Is this based entirely on the SSID? In other words, could I force other people's phones to connect to my router by just changing the name of my Wifi network?
That seems like an obvious security vulnerability.
The SSID is the key. There is no other security as far as I understand it - you can test this by changing routers and naming the SSID and password the same. Devices will join this new network no questions asked.
> There is no other security as far as I understand it - you can test this by changing routers and naming the SSID and password the same. Devices will join this new network no questions asked.
AIUI this is a feature, not a bug. It allows devices to switch between different access points automatically.
For example, a large school will need to use many different access points in order to cover the entire building. Students will not want to manually switch between all of these access points, so the school gives each one an identical SSID and password. Devices will then switch automatically as needed.
I read this as cellular providers offloading traffic from their networks by making it so phones will piggyback on Wi-Fi networks. Maybe a symptom of increasing demand for more data but unwillingness to eat the cost or too many users. With Wi-Fi calling they’ve got that covered.
Hardly exotic these days. I have multiple APs at home, all sharing the same ssid with automatic handoff. Practically every ASUS router (at least) can do it, and it's only a few clicks to set up.
Every 802.12-compliant AP can do it. They can even be of different brands, since it’s just the Wi-Fi equivalent of plugging your computer into a different switch on the same (switched) subnet.
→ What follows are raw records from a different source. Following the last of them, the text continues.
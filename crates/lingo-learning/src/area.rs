//! Practice areas shared by the diary, statistics and wrong-answer notes

use serde::{Deserialize, Serialize};

#[derive(Debug, Clone, Copy, PartialEq, Eq, Hash, PartialOrd, Ord, Serialize, Deserialize)]
#[serde(rename_all = "lowercase")]
pub enum StudyArea {
    Speaking,
    Writing,
    Reading,
}

impl StudyArea {
    pub const ALL: [StudyArea; 3] = [StudyArea::Speaking, StudyArea::Writing, StudyArea::Reading];

    pub fn as_str(&self) -> &'static str {
        match self {
            StudyArea::Speaking => "speaking",
            StudyArea::Writing => "writing",
            StudyArea::Reading => "reading",
        }
    }
}

impl std::fmt::Display for StudyArea {
    fn fmt(&self, f: &mut std::fmt::Formatter<'_>) -> std::fmt::Result {
        write!(f, "{}", self.as_str())
    }
}

impl std::str::FromStr for StudyArea {
    type Err = String;

    fn from_str(s: &str) -> Result<Self, Self::Err> {
        match s.trim().to_lowercase().as_str() {
            "speaking" => Ok(StudyArea::Speaking),
            "writing" => Ok(StudyArea::Writing),
            "reading" => Ok(StudyArea::Reading),
            _ => Err(format!("Unknown study area: {}", s)),
        }
    }
}

#[cfg(test)]
mod tests {
    use super::*;

    #[test]
    fn test_parse_and_display() {
        assert_eq!("Reading".parse::<StudyArea>(), Ok(StudyArea::Reading));
        assert!("grammar".parse::<StudyArea>().is_err());
        assert_eq!(StudyArea::Writing.to_string(), "writing");
        assert_eq!(
            serde_json::to_string(&StudyArea::Speaking).unwrap(),
            "\"speaking\""
        );
    }
}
The Asus stuff is bit fancier than that, and will do stuff like optimize which AP each device connects to via signal strenth. It's true mesh networking.
> optimize which AP each device connects to via signal strenth
That's how most 802.11 STAs (clients) make a standalone roaming/handoff decision. But if the vendor supports it (and the APs can cooperate towards providing it, such as yours, probably), there's also 802.11v, which allows the APs/network to make the roaming decision based on their respective load, view of the client's signal strength (and not only the client's view of theirs) etc. It's nothing unique to Asus, though.
> It's true mesh networking.
Mesh networking is something else yet, as it concerns how the backing network of the APs is created and managed. You can have 802.11v with Ethernet-connected APs, or plain client-side roaming with meshed APs.
That is how pre-shared key (PSK) WiFi works, but it's not how WiFi that uses strong authentication (e.g. WPA2 Enterprise) works.
There may be bugs/vulnerabilities in the stronger authentication, of course.
Using PSK for untrusted clients is a bad practice, because everyone who knows the PSK can decrypt all of the wireless traffic even without setting up a malicious AP with the same SSID. If a phone carrier were forcing devices onto PSK networks, it would be an even bigger problem than the one discussed here.
Basically, this is a HUGE argument with several simple solutions, but it does BEG to be resolved promptly before the vulnerability (and the WTF) threshold go through the roof...
That seems like an obvious security vulnerability.